Why we do not overclaim PQC
The core documentation is explicit: the broader system should still be presented as PQC-ready / crypto-agile unless the trustless path is actually live. That distinction matters. A product can already be operationally useful, commercially credible, and materially ahead of most teams without pretending that every layer is already post-quantum complete.
For StygiaScore, the honest status is:
- Merkle + Groth16 remains the production execution lane today.
- The SP1 lane is real product work with real backend and on-chain wiring.
- The UI should only present trustless PQC strongly when the active verifier is SP1 and the status confirms readiness.
- The scanner and capability pages are public-facing because they do not depend on protected write flows.
Why the commercial narrative matters now
The broader market is moving toward cryptographic inventory, migration governance, and machine-readable reporting. That is why the scanner is strategically important: it is the public entry point to a much bigger enterprise conversation about discovery, cryptographic posture, and migration evidence.

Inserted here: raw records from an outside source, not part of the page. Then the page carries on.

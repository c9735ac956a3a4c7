use std::io::BufRead;

use crate::error::DecodeError;

/// One ASCII data-section line, consumed token by token.
///
/// The line buffer is reused across records.
#[derive(Debug, Default)]
pub(crate) struct AsciiRecord {
  text: String,
  cursor: usize,
}

impl AsciiRecord {
  /// Load the next line, which will be reported as `line`. Returns the
  /// number of bytes consumed, or `None` at end of input.
  ///
  /// The terminator (`\n` or `\r\n`) is stripped.
  pub(crate) fn load(
    &mut self,
    reader: &mut impl BufRead,
    raw: &mut Vec<u8>,
    line: usize,
  ) -> Result<Option<usize>, DecodeError> {
    raw.clear();
    let read = reader.read_until(b'\n', raw)?;
    if read == 0 {
      return Ok(None);
    }
    strip_terminator(raw);
    let text = std::str::from_utf8(raw).map_err(|_| DecodeError::InvalidUtf8 { line })?;
    self.text.clear();
    self.text.push_str(text);
    self.cursor = 0;
    Ok(Some(read))
  }

  /// Next whitespace-separated token, or `None` if the line is used up.
  pub(crate) fn next_token(&mut self) -> Option<&str> {
    let rest = &self.text[self.cursor..];
    let start = rest.len() - rest.trim_start_matches(is_separator).len();
    let rest = &rest[start..];
    if rest.is_empty() {
      self.cursor = self.text.len();
      return None;
    }
    let len = rest.find(is_separator).unwrap_or(rest.len());
    let begin = self.cursor + start;
    self.cursor = begin + len;
    Some(&self.text[begin..begin + len])
  }

  /// Whatever follows the last consumed token, trimmed.
  pub(crate) fn rest(&self) -> &str {
    self.text[self.cursor..].trim_matches(is_separator)
  }
}

fn is_separator(c: char) -> bool {
  c == ' ' || c == '\t'
}

pub(crate) fn strip_terminator(raw: &mut Vec<u8>) {
  if raw.last() == Some(&b'\n') {
    raw.pop();
    if raw.last() == Some(&b'\r') {
      raw.pop();
    }
  }
}

#[cfg(test)]
mod tests {
  use super::*;

  #[test]
  fn tokens_split_on_runs_of_blanks() {
    let mut input: &[u8] = b"1  2\t\t-3.5 \r\nnext\n";
    let mut record = AsciiRecord::default();
    let mut raw = Vec::new();
    assert_eq!(record.load(&mut input, &mut raw, 1).unwrap(), Some(13));
    assert_eq!(record.next_token(), Some("1"));
    assert_eq!(record.next_token(), Some("2"));
    assert_eq!(record.next_token(), Some("-3.5"));
    assert_eq!(record.next_token(), None);
    assert_eq!(record.rest(), "");

    assert!(record.load(&mut input, &mut raw, 1).unwrap().is_some());
    assert_eq!(record.next_token(), Some("next"));
    assert!(record.load(&mut input, &mut raw, 1).unwrap().is_none());
  }

  #[test]
  fn rest_reports_unconsumed_tokens() {
    let mut input: &[u8] = b"1 2 3\n";
    let mut record = AsciiRecord::default();
    let mut raw = Vec::new();
    record.load(&mut input, &mut raw, 1).unwrap();
    record.next_token();
    assert_eq!(record.rest(), "2 3");
  }

  #[test]
  fn last_line_without_newline() {
    let mut input: &[u8] = b"7";
    let mut record = AsciiRecord::default();
    let mut raw = Vec::new();
    assert_eq!(record.load(&mut input, &mut raw, 1).unwrap(), Some(1));
    assert_eq!(record.next_token(), Some("7"));
  }
}
#![no_main]

use arbitrary::Arbitrary;
use libfuzzer_sys::fuzz_target;
use pcc_wire::{ByteOrder, ScalarKind};

#[derive(Debug, Arbitrary)]
struct FuzzInput {
    kind_id: u8,
    big_endian: bool,
    bytes: [u8; 8],
}

// Fuzz target: decode then encode one binary scalar.
//
// Every bit pattern of every kind, NaN payloads included, must come back
// unchanged in the same byte order.
fuzz_target!(|input: FuzzInput| {
    let kind = ScalarKind::ALL[usize::from(input.kind_id) % ScalarKind::ALL.len()];
    let order = if input.big_endian { ByteOrder::Big } else { ByteOrder::Little };
    let codec = kind.codec();

    let value = codec.decode(&input.bytes, order).unwrap();
    let mut out = [0u8; 8];
    let written = codec.encode(value, order, &mut out).unwrap();
    assert_eq!(written, codec.width());
    assert_eq!(out[..written], input.bytes[..written]);
});
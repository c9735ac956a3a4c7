use crate::scalar::ScalarKind;

/// Errors raised while encoding or decoding individual PLY values.
///
/// These sit below the header and record layers: they know about byte
/// widths, type names and token text, but nothing about elements or
/// line numbers. The decoder wraps them with that context.
#[derive(Debug, thiserror::Error)]
pub enum WireError {
    /// A byte buffer was shorter than the value being read or written.
    #[error("unexpected end of input at offset {offset}")]
    UnexpectedEof { offset: usize },

    /// An ASCII token could not be parsed as the declared kind.
    #[error("invalid {kind} token {token:?}")]
    InvalidToken { token: String, kind: ScalarKind },

    /// A header named a scalar type that does not exist.
    #[error("unknown scalar type {name:?}")]
    UnknownScalarKind { name: String },

    /// A list declared a size type other than uint8/uint16/uint32.
    #[error("list size type must be an unsigned integer, got {kind}")]
    InvalidListSizeKind { kind: ScalarKind },

    /// A `format` line named an encoding that does not exist.
    #[error("unknown format {name:?}")]
    UnknownEncoding { name: String },

    /// A value was handed to the codec of a different kind.
    #[error("expected a {expected} value, got {found}")]
    KindMismatch {
        expected: ScalarKind,
        found: ScalarKind,
    },

    /// I/O error during read or write.
    #[error(transparent)]
    Io(#[from] std::io::Error),
}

This is also why recent industry work around CBOM matters. The PKI Consortium launch of the CBOM Profiles Working Group and IBM's documented use of CBOM-driven crypto-agility workflows make one thing clear: buyers increasingly want an inventory story before they trust a migration story.
What this means for StygiaScore
StygiaScore should not sell the scanner as magical certification. It should sell it as the front door to posture discovery, risk signaling, and eventually standardized cryptographic inventory. That is commercially stronger and technically cleaner.
Meanwhile, the dashboard keeps moving up the stack: from Merkle execution today, toward a stronger SP1-backed trustless path when the backend, verifier, and readiness signals justify it. That combination is what makes the current release credible.